The first family we met were a South African family on the catamaran "Prrrfection". They were of great help and were very knowledgable about the area. They had been here for two years and their girls went to the local school. They had two daughters, Marisca aged 11 and  Rochelle,14. Camilla was able to join Marisca one day at the local school and she enjoyed it very much. The school had 2000 pupils so it was somewhat larger than she was used to. The subjects they covered were French, English, Tahitian, drama , geography and maths. Our friends on " Pina Colada" also turned up and it had been a year since we last saw them.
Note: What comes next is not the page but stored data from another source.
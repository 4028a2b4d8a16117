use anyhow::{bail, Context, Result};
use clap::{ArgAction, Args, Parser, Subcommand};
use serde_json::{json, Value};
use std::env;
use std::fs;
use std::io::{self, Read};
use std::path::{Path, PathBuf};
use std::time::Duration;
use tracing::{warn, Level};
use tracing_subscriber::EnvFilter;

use map_fill::dialog::ConsoleDialogs;
use map_fill::document::Document;
use map_fill::fetch::HttpFetcher;
use map_fill::params::{DEFAULT_ZOOM, MAX_ZOOM, MIN_ZOOM, ZOOM_PRESETS};
use map_fill::prefs::{JsonFilePreferences, PreferenceStore, PREF_API_KEY, PREF_STYLES};
use map_fill::request::{build_with_endpoint, STATIC_MAPS_ENDPOINT};
use map_fill::shape::TargetShape;
use map_fill::style::{parse_styles, translate};
use map_fill::workflow::generate_map;
use map_fill::{Dimensions, MapRequestParams, MapType, RunError};

#[derive(Parser, Debug)]
#[command(
    name = "map-fill",
    version,
    about = "Fill selected design shapes with Google Static Maps images"
)]
struct Cli {
    /// Log level (trace, debug, info, warn, error)
    #[arg(long, global = true)]
    log_level: Option<String>,
    #[command(subcommand)]
    command: Commands,
}

#[derive(Subcommand, Debug)]
enum Commands {
    /// Print supported commands in JSON
    Commands,
    /// Print map types and zoom presets in JSON
    Options,
    /// Fill the selected shapes of a document with map images
    Generate(GenerateArgs),
    /// Print the map request URLs a run would fetch, without fetching
    Url(UrlArgs),
    /// Translate style JSON into Static Maps style parameters
    Styles(StylesArgs),
    /// Print the remembered API key and styles
    Prefs,
}

#[derive(Args, Debug)]
struct FormArgs {
    /// Place or address to center the map on
    #[arg(long, default_value = "")]
    location: String,
    /// Zoom level
    #[arg(long, default_value_t = DEFAULT_ZOOM, value_parser = clap::value_parser!(u8).range(MIN_ZOOM as i64..=MAX_ZOOM as i64))]
    zoom: u8,
    /// Map type
    #[arg(long, value_enum, default_value_t = MapType::Roadmap)]
    map_type: MapType,
    /// Leave out the red location pin
    #[arg(long, action = ArgAction::SetTrue)]
    no_pin: bool,
    /// Style JSON text (default: remembered styles)
    #[arg(long, conflicts_with = "styles_file")]
    styles: Option<String>,
    /// Style JSON file path (or - for stdin)
    #[arg(long)]
    styles_file: Option<String>,
    /// Google Static Maps API key (default: remembered key)
    #[arg(long)]
    api_key: Option<String>,
}

#[derive(Args, Debug)]
struct GenerateArgs {
    /// Document JSON path
    document: PathBuf,
    /// Write the updated document here instead of in place
    #[arg(long)]
    out: Option<PathBuf>,
    /// Shape ids to fill (default: shapes flagged as selected)
    #[arg(long = "select", value_delimiter = ',')]
    select: Vec<String>,
    #[command(flatten)]
    form: FormArgs,
    /// Fetch timeout in seconds
    #[arg(long, default_value_t = 30)]
    timeout_sec: u64,
    /// Print the run summary as JSON
    #[arg(long, action = ArgAction::SetTrue)]
    json: bool,
}

#[derive(Args, Debug)]
struct UrlArgs {
    /// Document JSON path; requests are sized to its selected shapes
    #[arg(long, conflicts_with_all = ["width", "height"])]
    document: Option<PathBuf>,
    /// Shape ids (with --document)
    #[arg(long = "select", value_delimiter = ',', requires = "document")]
    select: Vec<String>,
    /// Map width in pixels
    #[arg(long, default_value_t = 640)]
    width: u32,
    /// Map height in pixels
    #[arg(long, default_value_t = 640)]
    height: u32,
    #[command(flatten)]
    form: FormArgs,
}

#[derive(Args, Debug)]
struct StylesArgs {
    /// Style JSON file path (or - for stdin)
    input: String,
}

fn main() {
    match run() {
        Ok(code) => std::process::exit(code),
        Err(err) => {
            eprintln!("error: {err:#}");
            std::process::exit(1);
        }
    }
}

fn run() -> Result<i32> {
    let cli = Cli::parse();
    setup_logging(&cli.log_level);

    match cli.command {
        Commands::Commands => print_commands().map(|_| 0),
        Commands::Options => print_options().map(|_| 0),
        Commands::Generate(args) => command_generate(args),
        Commands::Url(args) => command_url(args).map(|_| 0),
        Commands::Styles(args) => command_styles(args).map(|_| 0),
        Commands::Prefs => command_prefs().map(|_| 0),
    }
}

fn setup_logging(log_level: &Option<String>) {
    let log_level = match log_level
        .as_ref()
        .unwrap_or(&"warn".to_string())
        .to_lowercase()
        .as_str()
    {
        "trace" => Level::TRACE,
        "debug" => Level::DEBUG,
        "info" => Level::INFO,
        "warn" => Level::WARN,
        "error" => Level::ERROR,
        _ => Level::WARN,
    };

    tracing_subscriber::fmt()
        .with_env_filter(EnvFilter::new(format!("reqwest=off,{}", log_level)))
        .with_writer(io::stderr)
        .without_time()
        .init();
}

fn print_commands() -> Result<()> {
    let rows = vec![
        json!({
            "name": "generate",
            "description": "Fill selected document shapes with Static Maps images sized to each shape."
        }),
        json!({
            "name": "url",
            "description": "Print the Static Maps request URLs a run would fetch."
        }),
        json!({
            "name": "styles",
            "description": "Translate map style JSON into style= query parameters."
        }),
        json!({
            "name": "options",
            "description": "List map types and zoom presets."
        }),
        json!({
            "name": "prefs",
            "description": "Show the remembered API key and styles."
        }),
    ];

    println!(
        "{}",
        serde_json::to_string_pretty(&json!({ "commands": rows }))?
    );
    Ok(())
}

fn print_options() -> Result<()> {
    let map_types: Vec<Value> = MapType::ALL
        .iter()
        .map(|t| json!({ "label": t.label(), "value": t.as_query() }))
        .collect();
    let payload = json!({
        "map_types": map_types,
        "zoom": {
            "min": MIN_ZOOM,
            "max": MAX_ZOOM,
            "default": DEFAULT_ZOOM,
            "presets": ZOOM_PRESETS,
        },
        "endpoint": endpoint(),
    });
    println!("{}", serde_json::to_string_pretty(&payload)?);
    Ok(())
}

fn command_generate(args: GenerateArgs) -> Result<i32> {
    let prefs_path = prefs_path();
    let mut prefs = JsonFilePreferences::new(&prefs_path);
    let params = form_params(&args.form, &prefs)?;

    let mut document = Document::load(&args.document)?;
    let mut fetcher = HttpFetcher::new(
        out_root().join("downloads"),
        Duration::from_secs(args.timeout_sec.max(1)),
    )
    .context("failed to create HTTP client")?;
    let mut dialogs = ConsoleDialogs;

    let result = {
        let mut selection = document.selection_mut(&args.select)?;
        if selection.is_empty() {
            warn!("no shapes selected in {}", args.document.display());
        }
        generate_map(
            &endpoint(),
            &params,
            &mut selection,
            &mut prefs,
            &mut fetcher,
            &mut dialogs,
        )
    };

    // Fills applied before a fatal error are kept.
    if !matches!(result, Err(RunError::Validation(_))) {
        let target = args.out.as_deref().unwrap_or(&args.document);
        document.save(target)?;
    }

    match result {
        Ok(summary) => {
            if args.json {
                println!("{}", serde_json::to_string(&summary)?);
            }
            Ok(0)
        }
        // Already reported through the error dialog.
        Err(_) => Ok(1),
    }
}

fn command_url(args: UrlArgs) -> Result<()> {
    let prefs = JsonFilePreferences::new(prefs_path());
    let params = form_params(&args.form, &prefs)?;
    let rules = params.validate()?;
    let fragment = translate(&rules);
    let endpoint = endpoint();

    let sizes: Vec<(String, Option<Dimensions>)> = match &args.document {
        Some(path) => {
            let mut document = Document::load(path)?;
            let selection = document.selection_mut(&args.select)?;
            selection
                .iter()
                .map(|shape| (shape.id.clone(), shape.fill_dimensions().ok()))
                .collect()
        }
        None => {
            let Some(size) = Dimensions::new(args.width, args.height) else {
                bail!("map size must be positive, got {}x{}", args.width, args.height);
            };
            vec![("map".to_string(), Some(size))]
        }
    };

    let rows: Vec<Value> = sizes
        .into_iter()
        .map(|(id, size)| match size {
            Some(size) => json!({
                "id": id,
                "size": size,
                "url": build_with_endpoint(&endpoint, &params, size, &fragment).url(),
            }),
            None => json!({ "id": id, "skipped": "unsupported shape" }),
        })
        .collect();
    println!("{}", serde_json::to_string_pretty(&json!({ "requests": rows }))?);
    Ok(())
}

fn command_styles(args: StylesArgs) -> Result<()> {
    let raw = read_input(&args.input)?;
    let rules = parse_styles(&raw).context("invalid styles JSON")?;
    println!("{}", translate(&rules));
    Ok(())
}

fn command_prefs() -> Result<()> {
    let prefs = JsonFilePreferences::new(prefs_path());
    let payload = json!({
        "path": abs_path(prefs.path()).display().to_string(),
        PREF_API_KEY: prefs.get(PREF_API_KEY, ""),
        PREF_STYLES: prefs.get(PREF_STYLES, ""),
    });
    println!("{}", serde_json::to_string_pretty(&payload)?);
    Ok(())
}

/// Reads the form the way the panel does on open: fields left empty fall
/// back to the remembered API key and styles.
fn form_params(form: &FormArgs, prefs: &dyn PreferenceStore) -> Result<MapRequestParams> {
    let raw_styles = match (&form.styles, &form.styles_file) {
        (Some(text), _) => text.clone(),
        (None, Some(path)) => read_input(path)?,
        (None, None) => prefs.get(PREF_STYLES, ""),
    };
    let api_key = form
        .api_key
        .clone()
        .unwrap_or_else(|| prefs.get(PREF_API_KEY, ""));

    Ok(MapRequestParams {
        location: form.location.clone(),
        zoom_level: form.zoom,
        map_type: form.map_type,
        include_pin: !form.no_pin,
        raw_styles: (!raw_styles.trim().is_empty()).then_some(raw_styles),
        api_key,
    })
}

fn read_input(path: &str) -> Result<String> {
    if path == "-" {
        let mut raw = String::new();
        io::stdin()
            .read_to_string(&mut raw)
            .context("failed to read stdin")?;
        return Ok(raw);
    }
    fs::read_to_string(path).with_context(|| format!("file not found: {path}"))
}

fn endpoint() -> String {
    env::var("MAP_FILL_ENDPOINT")
        .ok()
        .filter(|v| !v.trim().is_empty())
        .unwrap_or_else(|| STATIC_MAPS_ENDPOINT.to_string())
}

fn out_root() -> PathBuf {
    env::var("MAP_FILL_OUT_DIR")
        .ok()
        .filter(|v| !v.trim().is_empty())
        .map(PathBuf::from)
        .unwrap_or_else(|| PathBuf::from(".map-fill"))
}

fn prefs_path() -> PathBuf {
    env::var("MAP_FILL_PREFS")
        .ok()
        .filter(|v| !v.trim().is_empty())
        .map(PathBuf::from)
        .unwrap_or_else(|| out_root().join("preferences.json"))
}

fn abs_path(path: &Path) -> PathBuf {
    if path.is_absolute() {
        return path.to_path_buf();
    }
    env::current_dir()
        .unwrap_or_else(|_| PathBuf::from("."))
        .join(path)
}

#[cfg(test)]
mod tests {
    use super::*;
    use tempfile::tempdir;

    fn form(location: &str) -> FormArgs {
        FormArgs {
            location: location.to_string(),
            zoom: DEFAULT_ZOOM,
            map_type: MapType::Terrain,
            no_pin: false,
            styles: None,
            styles_file: None,
            api_key: None,
        }
    }

    #[test]
    fn form_falls_back_to_remembered_values() {
        let dir = tempdir().unwrap();
        let mut prefs = JsonFilePreferences::new(dir.path().join("prefs.json"));
        prefs.set(PREF_API_KEY, "SAVED").unwrap();
        prefs.set(PREF_STYLES, "[]").unwrap();

        let params = form_params(&form("Oslo"), &prefs).unwrap();
        assert_eq!(params.api_key, "SAVED");
        assert_eq!(params.raw_styles.as_deref(), Some("[]"));
        assert!(params.include_pin);
        assert_eq!(params.map_type, MapType::Terrain);
    }

    #[test]
    fn explicit_form_values_win_over_remembered_ones() {
        let dir = tempdir().unwrap();
        let mut prefs = JsonFilePreferences::new(dir.path().join("prefs.json"));
        prefs.set(PREF_API_KEY, "SAVED").unwrap();
        prefs.set(PREF_STYLES, "[]").unwrap();

        let mut args = form("Oslo");
        args.api_key = Some("TYPED".to_string());
        args.styles = Some("  ".to_string());
        let params = form_params(&args, &prefs).unwrap();
        assert_eq!(params.api_key, "TYPED");
        assert_eq!(params.raw_styles, None);
    }

    #[test]
    fn styles_file_is_read() {
        let dir = tempdir().unwrap();
        let styles_path = dir.path().join("styles.json");
        fs::write(&styles_path, r#"[{"stylers": [{"saturation": -100}]}]"#).unwrap();
        let prefs = JsonFilePreferences::new(dir.path().join("prefs.json"));

        let mut args = form("Oslo");
        args.styles_file = Some(styles_path.display().to_string());
        args.api_key = Some("KEY".to_string());
        let params = form_params(&args, &prefs).unwrap();
        assert_eq!(params.validate().unwrap().len(), 1);
    }

    #[test]
    fn cli_parses_generate_arguments() {
        let cli = Cli::try_parse_from([
            "map-fill",
            "generate",
            "doc.json",
            "--location",
            "Paris",
            "--zoom",
            "15",
            "--map-type",
            "hybrid",
            "--no-pin",
            "--select",
            "a,b",
        ])
        .unwrap();
        match cli.command {
            Commands::Generate(args) => {
                assert_eq!(args.select, ["a", "b"]);
                assert_eq!(args.form.zoom, 15);
                assert_eq!(args.form.map_type, MapType::Hybrid);
                assert!(args.form.no_pin);
            }
            other => panic!("unexpected command: {other:?}"),
        }
    }

    #[test]
    fn cli_rejects_zoom_outside_range() {
        assert!(Cli::try_parse_from(["map-fill", "url", "--zoom", "21"]).is_err());
    }
}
They spent time with the kids and Paddy did some arts and crafts on the beach while Nick kite-surfed.

     

After a week in Port Phaeton we headed up to the capital, Papeete, where we stayed at the Taina Marina which was a real treat. We had not been in a marina for four months and we washed everything we could since we suddenly had unlimited amounts of water. Papeete has a fantastic indoor market that sells fruit, vegetables and handcrafts. We were also able to get some of the pearls we were given, set in pendants and they are now the best souvenirs we have. Trond went to the chandlery and stocked up on parts and other necessary items as it will be awhile before we have access to goods.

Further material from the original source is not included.